[Saved data entries]
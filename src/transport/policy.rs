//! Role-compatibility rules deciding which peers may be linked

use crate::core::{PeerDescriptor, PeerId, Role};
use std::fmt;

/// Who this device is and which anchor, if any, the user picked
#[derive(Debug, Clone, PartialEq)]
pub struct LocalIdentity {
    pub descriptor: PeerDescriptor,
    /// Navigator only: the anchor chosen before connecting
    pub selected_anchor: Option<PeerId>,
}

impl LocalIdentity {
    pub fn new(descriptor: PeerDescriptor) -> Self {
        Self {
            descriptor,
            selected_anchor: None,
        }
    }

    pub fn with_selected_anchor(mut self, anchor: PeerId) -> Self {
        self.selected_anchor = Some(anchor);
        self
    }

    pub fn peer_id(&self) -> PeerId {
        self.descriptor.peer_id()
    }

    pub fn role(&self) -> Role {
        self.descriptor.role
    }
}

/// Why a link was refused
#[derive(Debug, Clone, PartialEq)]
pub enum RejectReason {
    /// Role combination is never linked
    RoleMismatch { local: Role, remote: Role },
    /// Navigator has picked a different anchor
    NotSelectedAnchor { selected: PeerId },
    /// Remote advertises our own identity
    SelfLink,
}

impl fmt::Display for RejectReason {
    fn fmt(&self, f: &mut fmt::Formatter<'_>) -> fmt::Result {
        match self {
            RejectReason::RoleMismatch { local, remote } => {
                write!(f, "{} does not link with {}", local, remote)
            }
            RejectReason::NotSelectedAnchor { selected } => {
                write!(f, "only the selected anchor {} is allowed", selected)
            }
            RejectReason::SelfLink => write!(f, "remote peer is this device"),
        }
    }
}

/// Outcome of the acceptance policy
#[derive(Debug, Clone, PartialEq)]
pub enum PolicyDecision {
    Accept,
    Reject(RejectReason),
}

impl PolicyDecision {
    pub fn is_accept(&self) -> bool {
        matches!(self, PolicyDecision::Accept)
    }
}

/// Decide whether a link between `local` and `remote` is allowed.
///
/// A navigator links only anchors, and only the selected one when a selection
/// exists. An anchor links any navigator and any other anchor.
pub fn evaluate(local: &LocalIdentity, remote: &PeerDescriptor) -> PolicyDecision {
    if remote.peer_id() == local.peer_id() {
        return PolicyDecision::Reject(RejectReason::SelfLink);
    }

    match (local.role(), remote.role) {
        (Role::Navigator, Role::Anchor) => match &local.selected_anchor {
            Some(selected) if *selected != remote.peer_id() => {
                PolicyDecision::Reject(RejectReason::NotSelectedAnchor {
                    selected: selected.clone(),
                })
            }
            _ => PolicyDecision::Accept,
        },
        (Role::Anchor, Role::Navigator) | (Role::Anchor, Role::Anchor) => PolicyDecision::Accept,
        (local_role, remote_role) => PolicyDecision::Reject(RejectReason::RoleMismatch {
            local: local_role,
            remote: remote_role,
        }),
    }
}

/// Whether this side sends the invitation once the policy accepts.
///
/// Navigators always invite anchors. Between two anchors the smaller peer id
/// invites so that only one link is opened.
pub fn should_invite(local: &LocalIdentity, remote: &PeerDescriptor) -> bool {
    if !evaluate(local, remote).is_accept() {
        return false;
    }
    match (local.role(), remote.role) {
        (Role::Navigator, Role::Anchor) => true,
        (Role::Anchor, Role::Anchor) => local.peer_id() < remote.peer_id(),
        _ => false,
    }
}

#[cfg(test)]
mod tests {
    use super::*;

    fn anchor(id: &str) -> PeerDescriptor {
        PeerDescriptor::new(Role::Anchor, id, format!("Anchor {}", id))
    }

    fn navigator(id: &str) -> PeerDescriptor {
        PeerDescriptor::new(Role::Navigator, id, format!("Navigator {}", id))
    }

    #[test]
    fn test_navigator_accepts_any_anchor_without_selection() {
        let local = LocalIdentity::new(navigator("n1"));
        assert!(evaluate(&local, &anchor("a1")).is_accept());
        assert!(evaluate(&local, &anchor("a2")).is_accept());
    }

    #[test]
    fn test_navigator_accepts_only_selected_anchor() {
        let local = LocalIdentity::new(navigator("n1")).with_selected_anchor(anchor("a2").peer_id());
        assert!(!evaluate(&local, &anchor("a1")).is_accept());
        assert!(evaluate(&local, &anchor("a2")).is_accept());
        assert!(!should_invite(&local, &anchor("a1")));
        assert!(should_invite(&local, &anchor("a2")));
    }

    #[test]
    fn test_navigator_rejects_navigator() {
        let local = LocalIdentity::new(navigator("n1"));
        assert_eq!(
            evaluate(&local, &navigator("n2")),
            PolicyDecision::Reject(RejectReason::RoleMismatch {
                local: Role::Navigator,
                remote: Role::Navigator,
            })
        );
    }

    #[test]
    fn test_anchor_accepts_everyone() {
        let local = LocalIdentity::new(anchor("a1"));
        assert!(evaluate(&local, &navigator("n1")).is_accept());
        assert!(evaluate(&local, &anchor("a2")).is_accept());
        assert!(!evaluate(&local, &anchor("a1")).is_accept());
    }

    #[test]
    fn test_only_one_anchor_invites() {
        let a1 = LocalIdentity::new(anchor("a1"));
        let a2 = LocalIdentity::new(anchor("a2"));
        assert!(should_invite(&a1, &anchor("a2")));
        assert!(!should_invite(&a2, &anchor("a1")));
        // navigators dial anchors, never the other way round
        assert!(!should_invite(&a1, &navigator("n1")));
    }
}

REQUIREMENT —
Scan the entries for the word "device". Report each line that has it.

COMPLETED TASK —
/// Who this device is and which anchor, if any, the user picked
            RejectReason::SelfLink => write!(f, "remote peer is this device"),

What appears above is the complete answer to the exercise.